Q: Having such a long experience, how do you evaluate the current state of the nationalist movement in the Czech Republic? How do you compare it with the previous years? What do you think are the perspectives of the nationalist movements in Europe?
A: As answered before, the Czech nationalist movement is sleeping. But it is a sleeping giant. Give it a reason to arise, give it a reason to fight, give it a leader, and it will be back. We should always care about our local issues but we should not forget that our enemies are united globally. We do not have to create a global alliance of conservatives, which would be as cosmopolitan as a global alliance of liberals, but European nationalists should cooperate more. And we should create unions that are natural. So again, the Iron Alliance of Czech, Poles, and Slovaks. That is something I am really trying to forge right now.
Q: There are many Polish nationalists, who as an alternative to Russian or NATO occupation, call for an Intermarium project, in which central European states join forces to emancipate themselves from both East and West. What is your opinion about such a potential project?
A: I absolutely agree with the Intermarium or any similar union between Central European states who are bonded by blood, culture, history and who are still quite healthy as compared to Western Europe, or still free as compared to Eastern Europe.
Q: What are the problems caused by the state and intelligence in the Czech Republic to the nationalists? Can you tell about the reasons for the state harassment through the years, from your experience? For instance you could tell us about problems caused by the state to you after your speech at the IMF meeting in Prague, and your invitation of David Duke to Prague.

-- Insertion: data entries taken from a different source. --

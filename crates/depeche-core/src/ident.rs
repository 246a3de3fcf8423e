//! Content-addressed identity for cache entries.

use sha1::{Digest, Sha1};
use std::collections::BTreeMap;

/// A cache identifier: the SHA-1 of an identifying byte sequence,
/// rendered as 40 lowercase hex characters.
///
/// Identifiers name repository cache directories (from the source URL),
/// file-dependency directories (from the manifest contents), variable
/// fingerprints (from the serialized variable map), and transient build
/// directories (from the install-root path).
#[derive(Debug, Clone, PartialEq, Eq, Hash)]
pub struct Ident(String);

impl Ident {
    /// Compute the identifier for `data`.
    pub fn compute(data: &[u8]) -> Self {
        Self(hex::encode(Sha1::digest(data)))
    }

    /// Return the inner hex string as a string slice.
    pub fn as_str(&self) -> &str {
        &self.0
    }
}

impl std::fmt::Display for Ident {
    fn fmt(&self, f: &mut std::fmt::Formatter<'_>) -> std::fmt::Result {
        write!(f, "{}", self.0)
    }
}

impl AsRef<str> for Ident {
    fn as_ref(&self) -> &str {
        &self.0
    }
}

/// Canonical serialization of a variable map: keys in ascending order,
/// each rendered as `key-/-value`, concatenated without separators.
/// Two maps with the same entries serialize identically regardless of
/// how they were built.
pub fn serialize_vars(vars: &BTreeMap<String, String>) -> String {
    let mut out = String::new();
    for (key, value) in vars {
        out.push_str(key);
        out.push_str("-/-");
        out.push_str(value);
    }
    out
}

#[cfg(test)]
mod tests {
    use super::*;

    #[test]
    fn sha1_known_vector() {
        let id = Ident::compute(b"hello");
        assert_eq!(id.as_str(), "aaf4c61ddcc5e8a2dabede0f3b482cd9aea9434d");
    }

    #[test]
    fn sha1_empty_input() {
        let id = Ident::compute(b"");
        assert_eq!(id.as_str(), "da39a3ee5e6b4b0d3255bfef95601890afd80709");
    }

    #[test]
    fn ident_shape() {
        let id = Ident::compute(b"https://example.test/lib.git");
        assert_eq!(id.as_str().len(), 40);
        assert!(
            id.as_str()
                .chars()
                .all(|c| c.is_ascii_hexdigit() && !c.is_ascii_uppercase())
        );
    }

    #[test]
    fn ident_deterministic() {
        assert_eq!(Ident::compute(b"same input"), Ident::compute(b"same input"));
        assert_ne!(Ident::compute(b"input 1"), Ident::compute(b"input 2"));
    }

    #[test]
    fn serialize_is_insertion_order_independent() {
        let mut a = BTreeMap::new();
        a.insert("ZLIB_ROOT".to_string(), "/r/z".to_string());
        a.insert("FULL_INSTALL".to_string(), "True".to_string());

        let mut b = BTreeMap::new();
        b.insert("FULL_INSTALL".to_string(), "True".to_string());
        b.insert("ZLIB_ROOT".to_string(), "/r/z".to_string());

        assert_eq!(serialize_vars(&a), serialize_vars(&b));
        assert_eq!(serialize_vars(&a), "FULL_INSTALL-/-TrueZLIB_ROOT-/-/r/z");
    }
}
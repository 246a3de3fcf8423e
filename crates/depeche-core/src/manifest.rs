//! Manifest (`depeche.json`) and sidecar environment parsing.
//!
//! A manifest declares a dependency's canonical source, the revisions it
//! pins (only honored at the root), its direct dependencies, its build
//! recipe, and the environment-file variables the recipe consumes.
//! Unknown fields are ignored so manifests can carry tooling metadata.

use std::collections::HashMap;
use std::fs;
use std::path::Path;

use serde::Deserialize;
use tracing::debug;

use crate::error::{Error, Result};

/// A parsed `depeche.json` document.
#[derive(Debug, Clone, Default, Deserialize)]
#[serde(default, rename_all = "camelCase")]
pub struct Manifest {
    /// Canonical source key; inherited from the parent reference when absent.
    pub source: Option<String>,
    /// Revision pins, keyed by source. Only the root's map takes effect.
    pub dependency_versions: HashMap<String, String>,
    /// Direct dependencies.
    pub dependencies: Vec<DependencyRef>,
    /// The build recipe.
    pub build_steps: Vec<BuildStep>,
    /// Environment-file keys this dependency consumes.
    pub needed_variables: Vec<String>,
}

impl Manifest {
    /// Load and parse the manifest at `path` describing the definition
    /// `name`.
    ///
    /// # Errors
    ///
    /// Returns [`Error::ManifestParse`] naming the definition and file
    /// when the file cannot be read or does not conform to the schema.
    pub fn load(name: &str, path: &Path) -> Result<Self> {
        debug!("Loading dependency file {}", path.display());
        let contents = fs::read_to_string(path).map_err(|err| Error::ManifestParse {
            name: name.to_string(),
            path: path.to_path_buf(),
            reason: err.to_string(),
        })?;
        serde_json::from_str(&contents).map_err(|err| Error::ManifestParse {
            name: name.to_string(),
            path: path.to_path_buf(),
            reason: err.to_string(),
        })
    }
}

/// One entry of `dependencies[]`.
#[derive(Debug, Clone, Deserialize)]
#[serde(rename_all = "camelCase")]
pub struct DependencyRef {
    /// Human identifier; uppercased for the `<NAME>_ROOT` variable.
    pub name: String,
    #[serde(default)]
    pub source_type: SourceType,
    /// Repository URL for git dependencies, a local manifest path for
    /// file dependencies.
    #[serde(default)]
    pub source: String,
}

/// How a dependency's manifest is obtained.
#[derive(Debug, Clone, Copy, Default, PartialEq, Eq, Deserialize)]
#[serde(rename_all = "lowercase")]
pub enum SourceType {
    #[default]
    Git,
    File,
}

/// One element of `buildSteps[]`: a single command, or a group of
/// commands gated by an optional condition expression. Any other shape
/// fails the manifest parse.
#[derive(Debug, Clone, Deserialize)]
#[serde(untagged)]
pub enum BuildStep {
    Command(CommandStep),
    Group(StepGroup),
}

/// A command with an optional working directory below the build root.
#[derive(Debug, Clone, Deserialize)]
pub struct CommandStep {
    /// Command tokens; `%%NAME%%` placeholders are substituted from the
    /// variable map before execution.
    pub command: Vec<String>,
    #[serde(default)]
    pub path: Option<String>,
}

/// A conditional group of commands.
#[derive(Debug, Clone, Deserialize)]
pub struct StepGroup {
    pub commands: Vec<CommandStep>,
    #[serde(default)]
    pub condition: Option<String>,
}

/// Load the sidecar environment file: a flat JSON object mapping
/// variable names to string values.
pub fn load_environment(path: &Path) -> Result<HashMap<String, String>> {
    debug!("Loading environment file {}", path.display());
    let contents = fs::read_to_string(path).map_err(|err| Error::ManifestParse {
        name: "environment".to_string(),
        path: path.to_path_buf(),
        reason: err.to_string(),
    })?;
    serde_json::from_str(&contents).map_err(|err| Error::ManifestParse {
        name: "environment".to_string(),
        path: path.to_path_buf(),
        reason: err.to_string(),
    })
}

A: Partially answered before. At the moment, and for quite a long time already, there are no problems as there is no movement. However, in years before, we were constantly persecuted for what we said or wrote or for simply organizing ourselves. Since 1999 I lost almost every job I had because of my politics. Just like many of my comrades. They were destroying your livelihood, and at the same time they were trying to send you to prison. Between 1998 and 2010 I faced almost constant harassment from the state which could fill pages of one thick book.

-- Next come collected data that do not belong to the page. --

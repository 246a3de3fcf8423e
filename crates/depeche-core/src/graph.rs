//! Transitive dependency expansion.
//!
//! The expander turns the root manifest into an immutable tree of
//! [`Definition`] nodes, fetching each git dependency's manifest at its
//! pinned revision along the way. Nodes live in an arena and refer to
//! their children by [`DefId`]; cycles cannot occur because every
//! child's identity is either a fresh content hash or a revision-pinned
//! repository.

use std::collections::HashMap;
use std::fs;
use std::path::Path;

use tracing::warn;

use crate::error::{Error, Result};
use crate::expr::Expr;
use crate::git::GitClient;
use crate::ident::Ident;
use crate::manifest::{BuildStep, CommandStep, Manifest, SourceType};
use crate::store::CacheStore;

/// Index of a node in a [`DefinitionTree`].
#[derive(Debug, Clone, Copy, PartialEq, Eq, Hash)]
pub struct DefId(usize);

/// One resolved node of the dependency tree.
#[derive(Debug)]
pub struct Definition {
    /// Human identifier from the parent's dependency entry.
    pub name: String,
    /// Canonical origin: a repository URL, or the content hash of a file
    /// dependency that declares no `source` of its own.
    pub source: Option<String>,
    /// Cache identity. `None` for the root project, which is never built.
    pub source_key: Option<String>,
    /// Revision pinned for `source`, when one exists.
    pub revision: Option<String>,
    /// Recipe with conditions already parsed.
    pub build_steps: Vec<Step>,
    /// Environment-file keys the recipe consumes.
    pub needed_variables: Vec<String>,
    /// Direct dependencies, in manifest order.
    pub children: Vec<DefId>,
}

/// A build step with its condition parsed.
#[derive(Debug)]
pub enum Step {
    Command(CommandStep),
    Group {
        commands: Vec<CommandStep>,
        condition: Option<Expr>,
    },
}

/// Immutable arena of definitions produced by [`expand`].
#[derive(Debug)]
pub struct DefinitionTree {
    nodes: Vec<Definition>,
    root: DefId,
}

impl DefinitionTree {
    /// The root project.
    pub fn root(&self) -> DefId {
        self.root
    }

    /// Look up a node.
    pub fn node(&self, id: DefId) -> &Definition {
        &self.nodes[id.0]
    }
}

/// Expand the manifest at `root_manifest` into the full definition tree.
pub fn expand(
    store: &CacheStore,
    git: &mut GitClient<'_>,
    root_manifest: &Path,
) -> Result<DefinitionTree> {
    let mut expander = Expander {
        store,
        git,
        nodes: Vec::new(),
    };
    let root = expander.build_node("root project", root_manifest, None, None)?;
    Ok(DefinitionTree {
        nodes: expander.nodes,
        root,
    })
}

struct Expander<'a, 'g> {
    store: &'a CacheStore,
    git: &'a mut GitClient<'g>,
    nodes: Vec<Definition>,
}

impl Expander<'_, '_> {
    fn build_node(
        &mut self,
        name: &str,
        manifest_path: &Path,
        source_key: Option<String>,
        inherited: Option<&HashMap<String, String>>,
    ) -> Result<DefId> {
        let manifest = Manifest::load(name, manifest_path)?;

        // All pins come from the top: a non-empty inherited map shadows
        // whatever this manifest declares.
        let pins = match inherited {
            Some(parent) if !parent.is_empty() => {
                if !manifest.dependency_versions.is_empty() {
                    warn!("{name}: dependencyVersions ignored; pins are inherited from the root");
                }
                parent
            }
            _ => &manifest.dependency_versions,
        };

        let mut children = Vec::with_capacity(manifest.dependencies.len());
        for dependency in &manifest.dependencies {
            let child = match dependency.source_type {
                SourceType::Git => self.git_dependency(&dependency.name, &dependency.source, pins),
                SourceType::File => {
                    self.file_dependency(&dependency.name, &dependency.source, pins)
                }
            }?;
            children.push(child);
        }

        let source = manifest.source.clone().or_else(|| source_key.clone());
        let revision = source.as_ref().and_then(|s| pins.get(s)).cloned();
        let build_steps = parse_steps(name, manifest_path, manifest.build_steps)?;

        self.nodes.push(Definition {
            name: name.to_string(),
            source,
            source_key,
            revision,
            build_steps,
            needed_variables: manifest.needed_variables,
            children,
        });
        Ok(DefId(self.nodes.len() - 1))
    }

    fn git_dependency(
        &mut self,
        name: &str,
        source: &str,
        pins: &HashMap<String, String>,
    ) -> Result<DefId> {
        self.git.ensure_repository(source)?;
        let revision = pins.get(source).ok_or_else(|| Error::MissingRevision {
            package: source.to_string(),
        })?;
        let cached_dir = self.store.manifest_cache_dir(source, revision);
        self.store.ensure_dir(&cached_dir)?;
        let cached_manifest = cached_dir.join("depeche.json");
        if !cached_manifest.exists() {
            self.git.checkout_subtree(
                &self.store.repository_cache_path(source),
                &cached_dir,
                revision,
                &["depeche.json"],
            )?;
        }
        self.build_node(name, &cached_manifest, Some(source.to_string()), Some(pins))
    }

    fn file_dependency(
        &mut self,
        name: &str,
        path: &str,
        pins: &HashMap<String, String>,
    ) -> Result<DefId> {
        let path = Path::new(path);
        let contents = fs::read_to_string(path).map_err(|err| Error::ManifestParse {
            name: name.to_string(),
            path: path.to_path_buf(),
            reason: format!("couldn't read dependency file: {err}"),
        })?;

        // The file's contents are its identity.
        let id = Ident::compute(contents.as_bytes());
        let cached_dir = self.store.file_cache_dir(&id);
        self.store.ensure_dir(&cached_dir)?;
        let cached_manifest = cached_dir.join("depeche.json");
        if !cached_manifest.exists() {
            fs::write(&cached_manifest, &contents).map_err(|source| Error::Filesystem {
                path: cached_manifest.clone(),
                source,
            })?;
        }
        self.build_node(name, &cached_manifest, Some(id.to_string()), Some(pins))
    }
}

fn parse_steps(name: &str, path: &Path, steps: Vec<BuildStep>) -> Result<Vec<Step>> {
    steps
        .into_iter()
        .map(|step| match step {
            BuildStep::Command(command) => Ok(Step::Command(command)),
            BuildStep::Group(group) => {
                let condition = group
                    .condition
                    .map(|text| {
                        Expr::parse(&text).map_err(|reason| Error::ManifestParse {
                            name: name.to_string(),
                            path: path.to_path_buf(),
                            reason: format!("invalid condition {text:?}: {reason}"),
                        })
                    })
                    .transpose()?;
                Ok(Step::Group {
                    commands: group.commands,
                    condition,
                })
            }
        })
        .collect()
}
//! Error kinds for the depeche core.

use std::path::PathBuf;
use thiserror::Error;

/// Convenience alias used throughout the crate.
pub type Result<T> = std::result::Result<T, Error>;

/// Everything that can go wrong while resolving or building dependencies.
///
/// Subprocess variants carry the command tokens, the working directory the
/// child ran in, and a rendered cause (exit status, signal, or spawn
/// failure) so the top-level message identifies the operation, target, and
/// underlying cause in one line.
#[non_exhaustive]
#[derive(Debug, Error)]
pub enum Error {
    #[error("invalid manifest for {name} in {path}: {reason}")]
    ManifestParse {
        name: String,
        path: PathBuf,
        reason: String,
    },

    #[error("{name} needs variable {variable}, which is not defined in the environment file")]
    MissingVariable { name: String, variable: String },

    #[error("no version defined for {package}")]
    MissingRevision { package: String },

    #[error("git {args:?} failed in {cwd}: {cause}")]
    Vcs {
        args: Vec<String>,
        cwd: PathBuf,
        cause: String,
    },

    #[error("build command {args:?} failed in {cwd}: {cause}")]
    Build {
        args: Vec<String>,
        cwd: PathBuf,
        cause: String,
    },

    #[error("unsubstituted parameter {token}")]
    UnsubstitutedToken { token: String },

    #[error("filesystem operation failed on {path}")]
    Filesystem {
        path: PathBuf,
        #[source]
        source: std::io::Error,
    },

    #[error("build directory already exists: {path}")]
    CacheCollision { path: PathBuf },
}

Q: Besides being a nationalist activist, you are a science-fiction writer. This mixture somehow reminds of a Polish S-F author, who also is known as a national-conservative commentator, Rafał Ziemkiewicz. Could you tell us more about your S-F books, such as Nebeská družina?
A: I actually wrote three books. First one, Nebeská družina, is set in 1944 when the national socialist Germany is losing the war. A group of skilled members of the SS tank crews with prototype tanks working on hydrogen drive joins occult members of the Ahnenerbe and they together perform a ritual which brings them back in time to 1241. They find themselves facing a Mongolian onslaught at Legnica and they totally annihilate Mongols. Then they set out to change Europe so that this change can have an impact on the future. However, things will get complicated.
My second book is called Těžký boty to vyřešej hned and it is about a history of Prague skinheads in the 1980s and the early 1990s.
And so far the last book is called Lesní válka. My life long interest is the history of America and the history of the struggle to settle and conquer it by the white man. This book is a history book about main wars and battles until 1713 between European settlers and Indians.
I am slowly working on the second part of Lesní válka but at the moment I am more focused on video or podcast stories which have a bigger impact and are less money and time costly.